Activity =>
Filter the listing below down to the lines holding the word "impl", and copy those lines.

Dataset records =>
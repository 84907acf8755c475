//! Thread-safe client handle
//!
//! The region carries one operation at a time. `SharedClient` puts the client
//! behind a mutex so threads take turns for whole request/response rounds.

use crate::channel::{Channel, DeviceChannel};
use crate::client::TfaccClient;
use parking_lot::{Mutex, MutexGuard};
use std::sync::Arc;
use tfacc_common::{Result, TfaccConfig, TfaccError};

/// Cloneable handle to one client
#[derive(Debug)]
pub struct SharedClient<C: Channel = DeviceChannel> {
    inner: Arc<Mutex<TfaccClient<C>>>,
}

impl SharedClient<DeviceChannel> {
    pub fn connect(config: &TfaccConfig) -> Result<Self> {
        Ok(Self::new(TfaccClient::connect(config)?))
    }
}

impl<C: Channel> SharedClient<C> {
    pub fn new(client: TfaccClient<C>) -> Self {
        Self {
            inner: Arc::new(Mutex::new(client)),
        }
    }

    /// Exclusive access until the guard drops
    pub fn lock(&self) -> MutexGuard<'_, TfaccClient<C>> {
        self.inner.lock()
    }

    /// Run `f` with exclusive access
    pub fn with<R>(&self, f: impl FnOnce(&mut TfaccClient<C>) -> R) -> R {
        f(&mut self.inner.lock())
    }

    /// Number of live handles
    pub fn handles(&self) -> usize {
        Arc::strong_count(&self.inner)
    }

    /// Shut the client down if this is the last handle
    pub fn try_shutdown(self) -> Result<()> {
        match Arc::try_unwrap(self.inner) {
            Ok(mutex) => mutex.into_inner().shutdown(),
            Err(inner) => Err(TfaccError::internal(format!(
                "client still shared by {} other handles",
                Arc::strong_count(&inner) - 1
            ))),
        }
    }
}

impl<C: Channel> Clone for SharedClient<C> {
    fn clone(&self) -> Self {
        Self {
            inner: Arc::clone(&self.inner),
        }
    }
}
* * *
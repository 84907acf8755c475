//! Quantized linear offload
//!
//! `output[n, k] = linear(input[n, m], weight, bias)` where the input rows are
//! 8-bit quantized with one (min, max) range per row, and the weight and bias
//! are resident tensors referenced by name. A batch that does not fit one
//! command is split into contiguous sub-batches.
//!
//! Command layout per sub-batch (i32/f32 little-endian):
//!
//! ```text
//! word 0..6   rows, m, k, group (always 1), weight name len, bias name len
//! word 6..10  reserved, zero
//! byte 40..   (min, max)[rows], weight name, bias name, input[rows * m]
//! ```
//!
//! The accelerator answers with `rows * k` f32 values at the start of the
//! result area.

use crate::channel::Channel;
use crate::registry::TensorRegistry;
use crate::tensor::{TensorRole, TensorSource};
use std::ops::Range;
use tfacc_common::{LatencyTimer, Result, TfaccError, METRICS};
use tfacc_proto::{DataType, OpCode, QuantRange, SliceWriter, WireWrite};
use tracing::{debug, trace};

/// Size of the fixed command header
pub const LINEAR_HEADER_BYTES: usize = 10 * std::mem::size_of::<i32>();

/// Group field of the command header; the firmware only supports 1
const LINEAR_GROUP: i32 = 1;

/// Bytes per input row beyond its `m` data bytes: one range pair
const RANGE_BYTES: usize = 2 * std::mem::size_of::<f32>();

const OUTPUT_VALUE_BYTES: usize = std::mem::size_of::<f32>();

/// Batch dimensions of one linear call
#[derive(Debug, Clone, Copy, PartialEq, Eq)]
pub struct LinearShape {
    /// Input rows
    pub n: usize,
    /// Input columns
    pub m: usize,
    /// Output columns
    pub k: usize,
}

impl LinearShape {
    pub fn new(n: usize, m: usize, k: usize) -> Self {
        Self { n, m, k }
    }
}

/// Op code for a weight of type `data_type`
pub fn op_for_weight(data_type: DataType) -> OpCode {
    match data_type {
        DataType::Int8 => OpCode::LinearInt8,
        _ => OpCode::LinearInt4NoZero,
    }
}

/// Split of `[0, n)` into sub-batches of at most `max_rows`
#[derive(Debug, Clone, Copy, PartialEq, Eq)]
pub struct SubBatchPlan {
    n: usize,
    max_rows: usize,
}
...
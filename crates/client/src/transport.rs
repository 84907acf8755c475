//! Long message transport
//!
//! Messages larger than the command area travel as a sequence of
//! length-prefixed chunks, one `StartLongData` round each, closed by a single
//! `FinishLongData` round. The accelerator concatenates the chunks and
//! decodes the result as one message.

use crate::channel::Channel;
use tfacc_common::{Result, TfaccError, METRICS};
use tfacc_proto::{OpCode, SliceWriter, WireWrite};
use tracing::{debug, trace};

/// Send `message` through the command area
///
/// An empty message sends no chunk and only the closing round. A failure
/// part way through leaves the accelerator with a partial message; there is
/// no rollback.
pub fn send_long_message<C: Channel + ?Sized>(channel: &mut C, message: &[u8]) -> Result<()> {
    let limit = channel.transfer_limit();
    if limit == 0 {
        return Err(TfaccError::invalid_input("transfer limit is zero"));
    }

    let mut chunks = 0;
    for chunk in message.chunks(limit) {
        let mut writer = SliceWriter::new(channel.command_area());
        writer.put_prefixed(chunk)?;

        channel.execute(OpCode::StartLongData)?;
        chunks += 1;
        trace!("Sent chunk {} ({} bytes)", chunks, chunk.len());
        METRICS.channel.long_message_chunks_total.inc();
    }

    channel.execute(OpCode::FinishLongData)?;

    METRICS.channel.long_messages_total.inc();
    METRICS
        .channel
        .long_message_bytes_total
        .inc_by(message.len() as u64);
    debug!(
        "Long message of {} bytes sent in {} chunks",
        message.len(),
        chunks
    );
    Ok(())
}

The completed task =>
impl SharedClient<DeviceChannel> {
impl<C: Channel> SharedClient<C> {
    pub fn with<R>(&self, f: impl FnOnce(&mut TfaccClient<C>) -> R) -> R {
impl<C: Channel> Clone for SharedClient<C> {
impl LinearShape {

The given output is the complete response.